I'm told that you get many, many letters from women. Women who believe you are innocent. Women who want to marry you. This is not one of those letters. I am not one of those women.

You are my last resort. If you were any other man I would beg and plead for your help, throw myself on your mercy, but I have seen up close the twisted thing that happens to you when a woman begs.

I knew the first time I saw you on TV. It's not my fault the police couldn't catch you, couldn't keep you when they did. Do you remember me? I must have been one of your first. Fifteen years ago. Before you perfected your craft.

Were you surprised when nothing about me appeared on the news or in the paper? Nothing about a coed found in her apartment with bruises on her neck, evidence of sexual molestation and no sign of forced entry? Nothing on the radio about a young woman with long brown hair who into the ER, telling authorities about the man who beat and strangled and raped her?

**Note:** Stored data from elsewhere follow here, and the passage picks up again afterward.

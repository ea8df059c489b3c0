//! # Aggregate Response
//!
//! The merged answer for one price query.

use crate::domain::entities::source_result::SourceResult;
use crate::domain::errors::DomainError;
use crate::domain::value_objects::{PriceQuery, SourceId};
use rust_decimal::Decimal;
use serde::{Serialize, Serializer};

/// Per-source results in configuration order.
///
/// Serializes as a JSON object whose keys appear in insertion order, so the
/// shape of a response never depends on which source finished first.
#[derive(Debug, Clone, Default, PartialEq)]
pub struct PricingData {
    entries: Vec<(SourceId, SourceResult)>,
}

impl PricingData {
    /// Creates an empty map.
    #[must_use]
    pub fn new() -> Self {
        Self::default()
    }

    /// Creates an empty map with room for `capacity` sources.
    #[must_use]
    pub fn with_capacity(capacity: usize) -> Self {
        Self {
            entries: Vec::with_capacity(capacity),
        }
    }

    /// Appends the result for a source.
    ///
    /// # Errors
    ///
    /// Returns [`DomainError::DuplicateSource`] if the source already has an
    /// entry.
    pub fn insert(&mut self, source_id: SourceId, result: SourceResult) -> Result<(), DomainError> {
        if self.contains(&source_id) {
            return Err(DomainError::DuplicateSource(source_id));
        }
        self.entries.push((source_id, result));
        Ok(())
    }

    /// Returns true if the source has an entry.
    #[must_use]
    pub fn contains(&self, source_id: &SourceId) -> bool {
        self.entries.iter().any(|(id, _)| id == source_id)
    }

    /// Returns the result recorded for a source.
    #[must_use]
    pub fn get(&self, source_id: &str) -> Option<&SourceResult> {
        self.entries
            .iter()
            .find(|(id, _)| id.as_str() == source_id)
            .map(|(_, result)| result)
    }

    /// Iterates over entries in configuration order.
    pub fn iter(&self) -> impl Iterator<Item = (&SourceId, &SourceResult)> {
        self.entries.iter().map(|(id, result)| (id, result))
    }

    /// Number of sources recorded.
    #[inline]
    #[must_use]
    pub fn len(&self) -> usize {
        self.entries.len()
    }

    /// Returns true if no source is recorded.
    #[inline]
    #[must_use]
    pub fn is_empty(&self) -> bool {
        self.entries.is_empty()
    }

    /// Number of sources that answered successfully.
    #[must_use]
    pub fn success_count(&self) -> usize {
        self.entries.iter().filter(|(_, r)| r.is_success()).count()
    }

    /// Number of sources that failed.
    #[must_use]
    pub fn failure_count(&self) -> usize {
        self.len() - self.success_count()
    }
}

impl Serialize for PricingData {
    fn serialize<S: Serializer>(&self, serializer: S) -> Result<S::Ok, S::Error> {
        serializer.collect_map(self.entries.iter().map(|(id, result)| (id.as_str(), result)))
    }
}

/// Merged response for one query.
#[derive(Debug, Clone, PartialEq, Serialize)]
#[serde(rename_all = "camelCase")]
pub struct AggregateResponse {
    #[serde(flatten)]
    query: PriceQuery,
    pricing_data: PricingData,
}

impl AggregateResponse {
    /// Creates a response.
    #[must_use]
    pub fn new(query: PriceQuery, pricing_data: PricingData) -> Self {
        Self {
            query,
            pricing_data,
        }
    }

    /// Returns the query this response answers.
    #[inline]
    #[must_use]
    pub fn query(&self) -> &PriceQuery {
        &self.query
    }

    /// Returns the per-source results.
    #[inline]
    #[must_use]
    pub fn pricing_data(&self) -> &PricingData {
        &self.pricing_data
    }

    /// Lowest price reported by any successful source, with its source.
    #[must_use]
    pub fn best_price(&self) -> Option<(&SourceId, Decimal)> {
        self.pricing_data
            .iter()
            .filter_map(|(id, result)| result.payload()?.price().map(|p| (id, p)))
            .min_by(|a, b| a.1.cmp(&b.1))
    }
}
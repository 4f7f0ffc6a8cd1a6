use jsonwebtoken::{DecodingKey, EncodingKey};
use sqlx::SqlitePool;

use crate::config::Config;
use crate::error::Result;
use crate::realtime::bus::NotificationBus;

/// The application's state.
#[derive(Clone)]
pub struct AppState {
    /// The database connection pool.
    pub db: SqlitePool,
    /// The application's configuration.
    pub config: Config,
    /// The key used to sign session tokens.
    pub encoding_key: EncodingKey,
    /// The key used to verify session tokens.
    pub decoding_key: DecodingKey,
    /// The realtime notification channel registry.
    pub bus: NotificationBus,
}

impl AppState {
    /// Creates a new `AppState`.
    ///
    /// # Arguments
    ///
    /// * `config` - The application's configuration.
    ///
    /// # Returns
    ///
    /// A `Result` containing the `AppState`.
    pub async fn new(config: &Config) -> Result<Self> {
        let db = crate::db::create_pool(&config.database_url).await?;
        crate::db::migrate(&db).await?;
        tracing::info!("✅ SQLite pool initialized and schema applied");

        // Derived once at startup; never rotated at runtime.
        let encoding_key = EncodingKey::from_secret(config.token_secret.as_bytes());
        let decoding_key = DecodingKey::from_secret(config.token_secret.as_bytes());
        tracing::info!("✅ Session token keys derived");

        let bus = NotificationBus::new();
        tracing::info!("✅ Notification bus initialized");

        Ok(AppState {
            db,
            config: config.clone(),
            encoding_key,
            decoding_key,
            bus,
        })
    }
}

I never told anyone. How could I? I invited you in. I wanted you. You were so handsome, so smart. You hadn't started using the cast or the crutch yet, but you walked with a slight limp, just endearing enough. When you looked at me I was sure you peered right into my soul, knew the very essence of who I was, and you wanted me. I still remember my fierce desire. I couldn't wait to get you home.

I never told anyone. I had few friends to tell. A dead mother, a distant father. I hid the bruises with clothing, make-up. No one noticed me anyway. You saw that immediately: I was invisible, desperate, pathetic.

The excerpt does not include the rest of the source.